Raspirat · December 7, 2023, 10:32am

I have the following Dataset:

class MidiDataset(torch.utils.data.Dataset):
    def __init__(self, ndata, tokenizer, batch_size, block_size):
        self.ndata = ndata
        self.tokenizer = tokenizer
        self.ndata_enc = tokenizer.encode(ndata.type(torch.float32), device)
        print("-------NDATAENC0-----")
        print(self.ndata_enc[0])
        self.batch_size = batch_size
        self.block_size = block_size

    def __len__(self):
        return len(self.ndata_enc)

    def __getitem__(self, index):
        print("-------GETITEM_NDATAENC-----")
        print(self.ndata_enc)
        return self.ndata_enc[index]

The init works just fine and outputs

-------NDATAENC0-----
tensor([4752., 4752., 4779., 4779., 4807., 4817., 4831., 4846., 4855., 4872.,
4884., 4884., 4912., 4912., 4912., 4912., 4884., 4985., 4998., 4998.,
5025., 5037., 5057., 5057., 5082., 5082., 5110., 5110., 5057., 5057.,
5057., 5057., 5200., 5213., 5229., 5244., 5261., 5274., 5291., 4872.,
4831., 5343., 4884., 5382., 5401., 5401., 5401., 5401., 4752., 4752.,
5510., 5510., 4779., 4779., 26., 37., 49., 49., 4884., 5382.,
5401., 5401., 5401., 5401.], device=‘cuda:0’)

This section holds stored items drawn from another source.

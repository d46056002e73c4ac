use lazy_batch::{
    BatchError, ConversionOptions, Converted, Converter, DestinationPlanner, EventBuffer,
    ExtensionScanner, JobSpec, PoolConfig, PoolController, PoolState, Task, TaskId,
};
use proptest::prelude::*;
use std::collections::HashSet;
use std::path::{Path, PathBuf};
use std::sync::Arc;
use std::thread;
use std::time::Duration;

fn fails_when_marked() -> Arc<dyn Converter> {
    Arc::new(|task: &Task| -> Result<Converted, BatchError> {
        if task.source().to_string_lossy().contains("-fail") {
            Err(BatchError::conversion_failed(
                task.source().display().to_string(),
                "marked to fail",
            ))
        } else {
            Ok(Converted {
                bytes_in: 3,
                bytes_out: 2,
            })
        }
    })
}

fn feed(pattern: &[bool]) -> Vec<Task> {
    pattern
        .iter()
        .enumerate()
        .map(|(i, fails)| {
            let name = if *fails {
                format!("in/{i}-fail.heic")
            } else {
                format!("in/{i}.heic")
            };
            Task::new(name, format!("out/{i}.jpg"), ConversionOptions::default())
        })
        .collect()
}

fn pool_shape() -> impl Strategy<Value = (usize, usize)> {
    (1usize..=4, 1usize..=8)
}

fn relative_dirs() -> impl Strategy<Value = Vec<String>> {
    prop::collection::vec("[a-z]{1,8}", 0..4)
}

proptest! {
    #![proptest_config(ProptestConfig::with_cases(32))]

    /// Every submitted task yields exactly one result, whatever the pool shape,
    /// the failure pattern or when a pause lands.
    #[test]
    fn exactly_one_result_per_task(
        (workers, capacity) in pool_shape(),
        pattern in prop::collection::vec(any::<bool>(), 0..40),
        pause in any::<bool>(),
    ) {
        let events = Arc::new(EventBuffer::new(128));
        let config = PoolConfig::default()
            .with_workers(workers)
            .with_queue_capacity(capacity);
        let pool = PoolController::new(config, fails_when_marked())
            .unwrap()
            .with_event_sink(events.clone());

        let tasks = feed(&pattern);
        let expected: HashSet<TaskId> = tasks.iter().map(|t| t.id()).collect();
        pool.start(tasks.into_iter().map(Ok)).unwrap();

        if pause && pool.pause().is_ok() {
            thread::sleep(Duration::from_millis(2));
            // a paused run whose work already drained settles on its own
            let resumed = pool.resume();
            prop_assert!(resumed.is_ok() || pool.state() == PoolState::Idle);
        }
        prop_assert_eq!(pool.wait(), PoolState::Idle);

        let failures = pattern.iter().filter(|f| **f).count() as u64;
        let snap = pool.snapshot();
        prop_assert_eq!(snap.submitted, pattern.len() as u64);
        prop_assert_eq!(snap.failed, failures);
        prop_assert_eq!(snap.succeeded, pattern.len() as u64 - failures);
        prop_assert_eq!(snap.in_flight, 0);
        prop_assert!(pool.queue_high_water() <= capacity);

        let results = events.drain();
        prop_assert_eq!(results.len(), pattern.len());
        let seen: HashSet<TaskId> = results.iter().map(|r| r.task_id).collect();
        prop_assert_eq!(seen, expected);
    }

    /// After stop() every submitted task has a result and nothing is in flight.
    #[test]
    fn stop_accounts_for_every_task(
        (workers, capacity) in pool_shape(),
        n in 0usize..60,
        delay_us in 0u64..300,
    ) {
        let converter: Arc<dyn Converter> = Arc::new(move |_: &Task| -> Result<Converted, BatchError> {
            thread::sleep(Duration::from_micros(delay_us));
            Ok(Converted::default())
        });
        let config = PoolConfig::default()
            .with_workers(workers)
            .with_queue_capacity(capacity)
            .with_stop_grace(Duration::from_secs(10));
        let pool = PoolController::new(config, converter).unwrap();
        pool.start(feed(&vec![false; n]).into_iter().map(Ok)).unwrap();

        let report = pool.stop();
        prop_assert!(!report.timed_out);
        prop_assert!(pool.state().is_settled());

        let snap = pool.snapshot();
        prop_assert_eq!(snap.in_flight, 0);
        prop_assert_eq!(snap.completed(), snap.submitted);
        prop_assert!(snap.submitted <= n as u64);
        // nothing is cancelled before the stop, so its count is the whole story
        prop_assert_eq!(snap.cancelled, report.discarded as u64);
    }

    /// Destinations mirror the source's directory below the output root.
    #[test]
    fn destination_mirrors_relative_path(dirs in relative_dirs(), stem in "[a-zA-Z0-9_]{1,12}") {
        let root = PathBuf::from("/library");
        let mut parent = root.clone();
        for dir in &dirs {
            parent.push(dir);
        }
        let source = parent.join(format!("{stem}.heic"));

        let spec = JobSpec::new(&root).with_output_dir("/converted");
        let destination = spec.destination_for(&source);

        let mut expected = PathBuf::from("/converted");
        for dir in &dirs {
            expected.push(dir);
        }
        expected.push(format!("{stem}.jpg"));
        prop_assert_eq!(destination, expected);

        let flat = spec.with_preserve_structure(false).destination_for(&source);
        prop_assert_eq!(flat, Path::new("/converted").join(format!("{stem}.jpg")));
    }

    /// Flattening many folders into one never plans the same output twice.
    #[test]
    fn flattened_destinations_are_unique(
        sources in prop::collection::vec(("[a-c]{1,2}", "IMG_000[0-3]"), 1..40),
    ) {
        let spec = JobSpec::new("/library")
            .with_output_dir("/converted")
            .with_preserve_structure(false);
        let mut planner = DestinationPlanner::new().protecting(["heic"]);
        let mut seen = HashSet::new();
        let mut distinct_sources = HashSet::new();
        for (dir, stem) in &sources {
            let source = Path::new("/library").join(dir).join(format!("{stem}.heic"));
            if !distinct_sources.insert(source.clone()) {
                continue;
            }
            let task = planner.plan(&spec, &source);
            prop_assert_eq!(task.destination().parent(), Some(Path::new("/converted")));
            prop_assert!(seen.insert(task.destination().to_path_buf()));
        }
        prop_assert_eq!(planner.claimed(), distinct_sources.len());
    }

    /// Extension matching ignores case and a leading dot.
    #[test]
    fn extension_matching_is_case_insensitive(ext in "[a-z]{1,5}", upper in any::<bool>(), dotted in any::<bool>()) {
        let configured = if dotted { format!(".{ext}") } else { ext.clone() };
        let scanner = ExtensionScanner::new([configured]);
        let on_disk = if upper { ext.to_uppercase() } else { ext.clone() };
        let candidate = format!("photo.{on_disk}");
        prop_assert!(scanner.matches(Path::new(&candidate)));
        let other = format!("photo.{ext}x");
        prop_assert!(!scanner.matches(Path::new(&other)));
    }
}
// src/engine/pool.rs
//
// Worker Pool.
//
// Workers run on a rayon ThreadPool owned by the controller. The thread pool is
// sized once from PoolConfig and reused across runs; each run spawns exactly
// `workers` long-lived loops onto it. rayon's work stealing is not used: the
// loops pull from the bounded TaskQueue themselves.
//
// **Worker loop**:
//   wait while paused -> claim -> admit (re-check pause/stop) -> convert -> record
// A claimed task that is refused admission is recorded as Cancelled, so every
// task popped from the queue still gets exactly one result.
//
// **Producer**: one named std thread per run pulls the feed lazily and pushes
// into the queue, blocking while it is full.

use crate::engine::common::{panic_message, run_with_panic_policy};
use crate::engine::controller::Run;
use crate::engine::converter::Converter;
use crate::error::{BatchError, ErrorCategory};
use crate::task::{FailureKind, Task, TaskResult};
use rayon::{ThreadPool, ThreadPoolBuilder};
use std::sync::Arc;
use std::time::Instant;
use tracing::{debug, error, trace, warn};

pub(crate) const WORKER_THREAD_PREFIX: &str = "lazy-batch-worker";
pub(crate) const PRODUCER_THREAD_NAME: &str = "lazy-batch-producer";

pub(crate) fn build_thread_pool(workers: usize) -> Result<ThreadPool, BatchError> {
    ThreadPoolBuilder::new()
        .num_threads(workers)
        .thread_name(|index| format!("{WORKER_THREAD_PREFIX}-{index}"))
        // rayon aborts on an unhandled panic in spawn(); worker loops already
        // catch converter panics, this covers anything left
        .panic_handler(|payload| {
            error!(panic = %panic_message(payload.as_ref()), "worker thread panicked");
        })
        .build()
        .map_err(|e| BatchError::internal_fault(format!("failed to build worker pool: {e}")))
}

/// Run one task through `converter` and build its result.
///
/// Never panics: converter panics become `FailureKind::InternalFault`.
pub fn execute(converter: &dyn Converter, task: &Task) -> TaskResult {
    let started = Instant::now();
    let outcome = run_with_panic_policy("convert", || converter.convert(task));
    let elapsed = started.elapsed();
    match outcome {
        Ok(converted) => {
            TaskResult::success(task, elapsed, converted.bytes_in, converted.bytes_out)
        }
        Err(err) => {
            let kind = match err.category() {
                ErrorCategory::InternalFault => FailureKind::InternalFault,
                _ => FailureKind::Conversion,
            };
            TaskResult::failure(task, kind, err.to_string(), elapsed)
        }
    }
}

pub(crate) fn run_worker(run: Arc<Run>, index: usize) {
    trace!(run = run.id(), worker = index, "worker started");
    let mut executed = 0u64;
    while run.wait_runnable() {
        let Some(task) = run.queue().pop() else {
            break;
        };
        if !run.admit() {
            run.record_unstarted(&task);
            break;
        }
        let result = execute(run.converter(), &task);
        run.finish(&task, result);
        executed += 1;
    }
    run.worker_exited();
    trace!(run = run.id(), worker = index, executed, "worker exited");
}

pub(crate) fn run_producer<I>(run: Arc<Run>, feed: I)
where
    I: Iterator<Item = Result<Task, BatchError>>,
{
    let mut submitted = 0u64;
    let mut skipped = 0u64;
    for item in feed {
        if !run.accepts_work() {
            break;
        }
        match item {
            Ok(task) => match run.submit(task) {
                Ok(()) => submitted += 1,
                Err(err) => {
                    debug!(run = run.id(), error = %err, "producer interrupted");
                    break;
                }
            },
            Err(err) => {
                skipped += 1;
                run.stats().record_skipped();
                warn!(run = run.id(), error = %err, "skipping entry");
            }
        }
    }
    run.producer_finished();
    debug!(run = run.id(), submitted, skipped, "producer finished");
}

as it should be. But in the getitem method every value in self.ndata_enc is set to 0:

------GETITEM_NDATAENC-----
tensor([[0., 0., 0., …, 0., 0., 0.],
[0., 0., 0., …, 0., 0., 0.],
[0., 0., 0., …, 0., 0., 0.],
…,
[0., 0., 0., …, 0., 0., 0.],
[0., 0., 0., …, 0., 0., 0.],
[0., 0., 0., …, 0., 0., 0.]], device=‘cuda:0’)

Does anyone know why this is the case and how to fix it?
Thank you in advance. Any help is appreciated!

Raspirat · December 11, 2023, 3:13pm

I found out that this only happens on device cuda. Why could this be?